Coronavirus disease 2019 (COVID-19) has resulted in a global pandemic. Most COVID-19 patients are asymptomatic or have flu-like symptoms. However, around 15% of the patients may have severe disease, including unilateral or bilateral pneumonia with acute respiratory distress syndrome and progressive hypoxemia that may require mechanical ventilation assistance. A systemic inflammatory response syndrome occurs in the most severe forms of COVID-19, with multiorgan involvement which can be life threatening caused by a cytokine storm. Although what best characterizes COVID-19 are the manifestations of the respiratory system, it has been shown that it also acts at the cardiovascular level, producing coagulation abnormalities, which causes thrombotic events mainly in the arteries/arterioles, microcirculation and venous system, and potentially increased mortality risk.

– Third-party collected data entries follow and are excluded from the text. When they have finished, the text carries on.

//! Checkpointer infrastructure
//!
//! This initial implementation introduces a `Checkpointer` trait and an
//! in‑memory implementation (`InMemoryCheckpointer`). It is intentionally
//! minimal: it stores only the latest checkpoint per session (no history)
//! and performs no serialization (pure in‑process persistence). Later
//! extensions (Week 2+) can add:
//!   * Persistent backends (e.g. Postgres)
//!   * Incremental history / lineage
//!   * Compaction & retention policies
//!   * Structured metadata & tracing correlation IDs
//!

use async_trait::async_trait;
use chrono::{DateTime, Utc};
use rustc_hash::FxHashMap;
use std::sync::RwLock;

use crate::{
    runtimes::runner::SessionState, schedulers::SchedulerState, state::VersionedState,
    types::NodeKind,
};

/// A durable snapshot of session execution state at a barrier boundary.
///
/// This structure captures both the current state and execution history
/// to enable full session resumption and audit trails.
#[derive(Debug, Clone)]
pub struct Checkpoint {
    pub session_id: String,
    pub step: u64,
    pub state: VersionedState,
    pub frontier: Vec<NodeKind>,
    pub versions_seen: FxHashMap<String, FxHashMap<String, u64>>, // scheduler gating
    pub concurrency_limit: usize,
    pub created_at: DateTime<Utc>,
    /// Nodes that executed in this step (empty for step 0)
    pub ran_nodes: Vec<NodeKind>,
    /// Nodes that were skipped in this step (empty for step 0)
    pub skipped_nodes: Vec<NodeKind>,
    /// Channels that were updated in this step (empty for step 0)
    pub updated_channels: Vec<String>,
}

impl Checkpoint {
    /// Create a checkpoint from the current session state.
    ///
    /// This captures a snapshot of the session's execution state that can be
    /// persisted and later restored to resume execution from this point.
    ///
    /// # Parameters
    ///
    /// * `session_id` - Unique identifier for the session
    /// * `session` - Current session state to checkpoint
    ///
    /// # Returns
    ///
    /// A `Checkpoint` containing all necessary state for resumption
    ///
    /// # Examples
    ///
    /// ```rust,no_run
    /// # use vantage::runtimes::{Checkpoint, SessionState};
    /// # fn example(session_state: SessionState) {
    /// let checkpoint = Checkpoint::from_session("my_session", &session_state);
    /// // checkpoint can now be saved via a Checkpointer
    /// # }
    /// ```
    #[must_use]
    pub fn from_session(session_id: &str, session: &SessionState) -> Self {
        Self {
            session_id: session_id.to_string(),
            step: session.step,
            state: session.state.clone(),
            frontier: session.frontier.clone(),
            versions_seen: session.scheduler_state.versions_seen.clone(),
            concurrency_limit: session.scheduler.concurrency_limit,
            created_at: Utc::now(),
            ran_nodes: vec![], // No execution history for raw session state
            skipped_nodes: vec![],
            updated_channels: vec![],
        }
    }

    /// Create a checkpoint from a completed step report.
    ///
    /// This captures the full execution context including what nodes ran,
    /// were skipped, and which channels were updated during the step.
    ///
    /// # Parameters
    ///
    /// * `session_id` - Unique identifier for the session
    /// * `session_state` - Current session state after step execution
    /// * `step_report` - Details of what happened during step execution
    ///
    /// # Returns
    ///
    /// A `Checkpoint` with complete step execution metadata
    ///
    /// # Examples
    ///
    /// ```rust,no_run
    /// # use vantage::runtimes::{Checkpoint, SessionState, StepReport};
    /// # fn example(session_state: SessionState, step_report: StepReport) {
    /// let checkpoint = Checkpoint::from_step_report(
    ///     "my_session",
    ///     &session_state,
    ///     &step_report
    /// );
    /// # }
    /// ```
    #[must_use]
    pub fn from_step_report(
        session_id: &str,
        session_state: &SessionState,
        step_report: &crate::runtimes::runner::StepReport,
    ) -> Self {
        Self {
            session_id: session_id.to_string(),
            step: session_state.step,
            state: session_state.state.clone(),
            frontier: session_state.frontier.clone(),
            versions_seen: session_state.scheduler_state.versions_seen.clone(),
            concurrency_limit: session_state.scheduler.concurrency_limit,
            created_at: Utc::now(),
            ran_nodes: step_report.ran_nodes.clone(),
            skipped_nodes: step_report.skipped_nodes.clone(),
            updated_channels: step_report
                .updated_channels
                .iter()
                .map(|s| (*s).to_string())
                .collect(),
        }
    }
}

/// Errors from checkpointer operations.
#[derive(Debug, thiserror::Error, miette::Diagnostic)]
pub enum CheckpointerError {
    /// Session was not found in the checkpointer.
    #[error("session not found: {session_id}")]
    #[diagnostic(
        code(vantage::checkpointer::not_found),
        help("Ensure the session ID `{session_id}` is correct and the session has been created.")
    )]
    NotFound { session_id: String },

    /// Backend storage error (database, filesystem, etc.).
    #[error("backend error: {message}")]
    #[diagnostic(
        code(vantage::checkpointer::backend),
        help("Check backend connectivity and permissions; backend message: {message}.")
    )]
    Backend { message: String },

    /// Other checkpointer errors.
    #[error("checkpointer error: {message}")]
    #[diagnostic(code(vantage::checkpointer::other))]
    Other { message: String },
}

/// Selects the backing implementation of the `Checkpointer` trait.
///
/// Variants:
/// * `InMemory` – Volatile process‑local storage. Fast, non‑durable; suitable for
///   tests and ephemeral runs.
/// * `SQLite` – Durable, file (or memory) backed storage using `SQLiteCheckpointer`
///   (see `runtimes::checkpointer_sqlite`). Persists step history and the latest
///   snapshot for session resumption.
///
/// Note:
/// The runtime previously had an unreachable wildcard match when exhaustively
/// enumerating these variants. If additional variants are added in the future,
/// they should be explicitly matched (or a deliberate catch‑all retained).
#[derive(Debug, Clone, PartialEq, Eq)]
pub enum CheckpointerType {
    /// In‑memory (non‑durable) checkpointing.
    InMemory,
    #[cfg(feature = "sqlite")]
    /// SQLite‑backed durable checkpointing (see `SQLiteCheckpointer`).
    SQLite,
}

pub type Result<T> = std::result::Result<T, CheckpointerError>;

/// Trait for persistent storage and retrieval of workflow execution state.
///
/// Checkpointers provide durable storage for workflow execution state, enabling
/// session resumption across process restarts. Implementations must ensure that
/// checkpoints are atomic and consistent.
///
/// # Design Principles
///
/// - **Atomicity**: Checkpoint saves should be all-or-nothing operations
/// - **Consistency**: The stored state should always be in a valid, resumable state
/// - **Idempotency**: Saving the same checkpoint multiple times should be safe
/// - **Isolation**: Concurrent access to different sessions should not interfere
///
/// # Implementation Notes
///
/// - All operations should be idempotent where possible
/// - Concurrent access to the same session should be handled gracefully
/// - Backend errors should be mapped to appropriate `CheckpointerError` variants
/// - The `save` operation replaces any existing checkpoint for the session
/// - The `load_latest` operation returns `None` for non-existent sessions
///
/// # Thread Safety
///
/// All implementations must be `Send + Sync` to allow usage across async tasks
/// and thread boundaries. Interior mutability should use appropriate synchronization
/// primitives (e.g., `RwLock`, `Mutex`).
///
/// # Error Handling
///
/// Methods should return specific `CheckpointerError` variants:
/// - `NotFound`: When a session doesn't exist (only for operations that require it)
/// - `Backend`: For storage-related errors (database, filesystem, network)
/// - `Other`: For serialization errors or other unexpected conditions
///
/// # Examples
///
/// ```rust,no_run
/// use vantage::runtimes::{Checkpointer, Checkpoint, InMemoryCheckpointer};
/// use vantage::state::VersionedState;
///
/// # async fn example() -> Result<(), Box<dyn std::error::Error>> {
/// let checkpointer = InMemoryCheckpointer::new();
///
/// // Save a checkpoint
/// let state = VersionedState::builder().with_user_field("name", serde_json::json!("Acme")).build();
/// // ... create checkpoint from session state
/// # let checkpoint = todo!(); // placeholder
/// checkpointer.save(checkpoint).await?;
///
/// // Load the latest checkpoint
/// if let Some(checkpoint) = checkpointer.load_latest("session_id").await? {
///     // Resume execution from checkpoint
///     println!("Resuming from step {}", checkpoint.step);
/// }
///
/// // List all sessions
/// let sessions = checkpointer.list_sessions().await?;
/// println!("Found {} sessions", sessions.len());
/// # Ok(())
/// # }
/// ```
#[async_trait]
pub trait Checkpointer: Send + Sync {
    /// Persist the latest checkpoint for a session.
    ///
    /// This operation should be atomic and idempotent. If a checkpoint already
    /// exists for the session, it will be replaced. The implementation should
    /// ensure that concurrent saves to the same session are handled safely.
    ///
    /// # Parameters
    ///
    /// * `checkpoint` - The checkpoint data to persist
    ///
    /// # Returns
    ///
    /// * `Ok(())` - Checkpoint was successfully saved
    /// * `Err(CheckpointerError)` - Save operation failed
    ///
    /// # Errors
    ///
    /// * `Backend` - Storage backend error (database, filesystem, etc.)
    /// * `Other` - Serialization error or other unexpected condition
    async fn save(&self, checkpoint: Checkpoint) -> Result<()>;

    /// Load the most recent checkpoint for a session.
    ///
    /// Returns `None` if no checkpoint exists for the given session ID.
    /// This operation should be consistent with the latest `save` operation.
    ///
    /// # Parameters
    ///
    /// * `session_id` - Unique identifier for the session
    ///
    /// # Returns
    ///
    /// * `Ok(Some(checkpoint))` - Latest checkpoint was found and loaded
    /// * `Ok(None)` - No checkpoint exists for this session
    /// * `Err(CheckpointerError)` - Load operation failed
    ///
    /// # Errors
    ///
    /// * `Backend` - Storage backend error
    /// * `Other` - Deserialization error or corruption
    async fn load_latest(&self, session_id: &str) -> Result<Option<Checkpoint>>;

    /// List all session IDs known to this checkpointer.
    ///
    /// Returns a vector of session IDs that have at least one checkpoint
    /// stored. The order is implementation-defined but should be consistent.
    ///
    /// # Returns
    ///
    /// * `Ok(session_ids)` - List of all known session IDs
    /// * `Err(CheckpointerError)` - List operation failed
    ///
    /// # Errors
    ///
    /// * `Backend` - Storage backend error
    async fn list_sessions(&self) -> Result<Vec<String>>;
}

/// Simple in‑memory checkpointer. Stores only the *latest* checkpoint per session.
#[derive(Default)]
pub struct InMemoryCheckpointer {
    inner: RwLock<FxHashMap<String, Checkpoint>>,
}

impl InMemoryCheckpointer {
    /// Create a new in-memory checkpointer.
    ///
    /// # Returns
    ///
    /// A new `InMemoryCheckpointer` instance
    #[must_use]
    pub fn new() -> Self {
        Self {
            inner: RwLock::new(FxHashMap::default()),
        }
    }
}

#[async_trait]
impl Checkpointer for InMemoryCheckpointer {
    async fn save(&self, checkpoint: Checkpoint) -> Result<()> {
        let mut map = self.inner.write().map_err(|e| CheckpointerError::Backend {
            message: format!("lock poisoned: {e}"),
        })?;
        map.insert(checkpoint.session_id.clone(), checkpoint);
        Ok(())
    }

    async fn load_latest(&self, session_id: &str) -> Result<Option<Checkpoint>> {
        let map = self.inner.read().map_err(|e| CheckpointerError::Backend {
            message: format!("lock poisoned: {e}"),
        })?;
        Ok(map.get(session_id).cloned())
    }

    async fn list_sessions(&self) -> Result<Vec<String>> {
        let map = self.inner.read().map_err(|e| CheckpointerError::Backend {
            message: format!("lock poisoned: {e}"),
        })?;
        Ok(map.keys().cloned().collect())
    }
}

/// Restore a `SessionState` from a persisted `Checkpoint`.
///
/// This utility function reconstructs the in-memory session state from a
/// checkpoint, allowing execution to resume from the checkpointed step.
/// The restored state maintains all version information and scheduler state
/// for seamless continuation.
///
/// # Parameters
///
/// * `cp` - The checkpoint to restore from
///
/// # Returns
///
/// A `SessionState` ready for continued execution with:
/// - Restored versioned state channels (fields, extra)
/// - Correct step counter and frontier nodes
/// - Reconstructed scheduler with original concurrency limits
/// - Preserved version tracking for proper barrier coordination
///
/// # Examples
///
/// ```rust,no_run
/// # use vantage::runtimes::{restore_session_state, Checkpoint};
/// # async fn example(checkpoint: Checkpoint) {
/// let session_state = restore_session_state(&checkpoint);
/// // session_state can now be used to continue execution
/// assert_eq!(session_state.step, checkpoint.step);
/// assert_eq!(session_state.frontier, checkpoint.frontier);
/// # }
/// ```
#[must_use = "restored session state should be used to continue execution"]
pub fn restore_session_state(cp: &Checkpoint) -> SessionState {
    use crate::schedulers::Scheduler;
    SessionState {
        state: cp.state.clone(),
        step: cp.step,
        frontier: cp.frontier.clone(),
        scheduler: Scheduler::new(cp.concurrency_limit),
        scheduler_state: SchedulerState {
            versions_seen: cp.versions_seen.clone(),
        },
    }
}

This multiorgan vascular disease overlaps with other known microangiopathies, such as thrombotic microangiopathy or paroxysmal nocturnal hemoglobinuria, where complement overactivation plays an important role in the pathophysiology of thrombosis. Furthermore, coagulopathy secondary to COVID-19 occurs in the context of an uncontrolled inflammatory response, reminiscent of APS, especially in its catastrophic form. This review summarizes the current knowledge regarding the relationship between COVID-19 and the APS.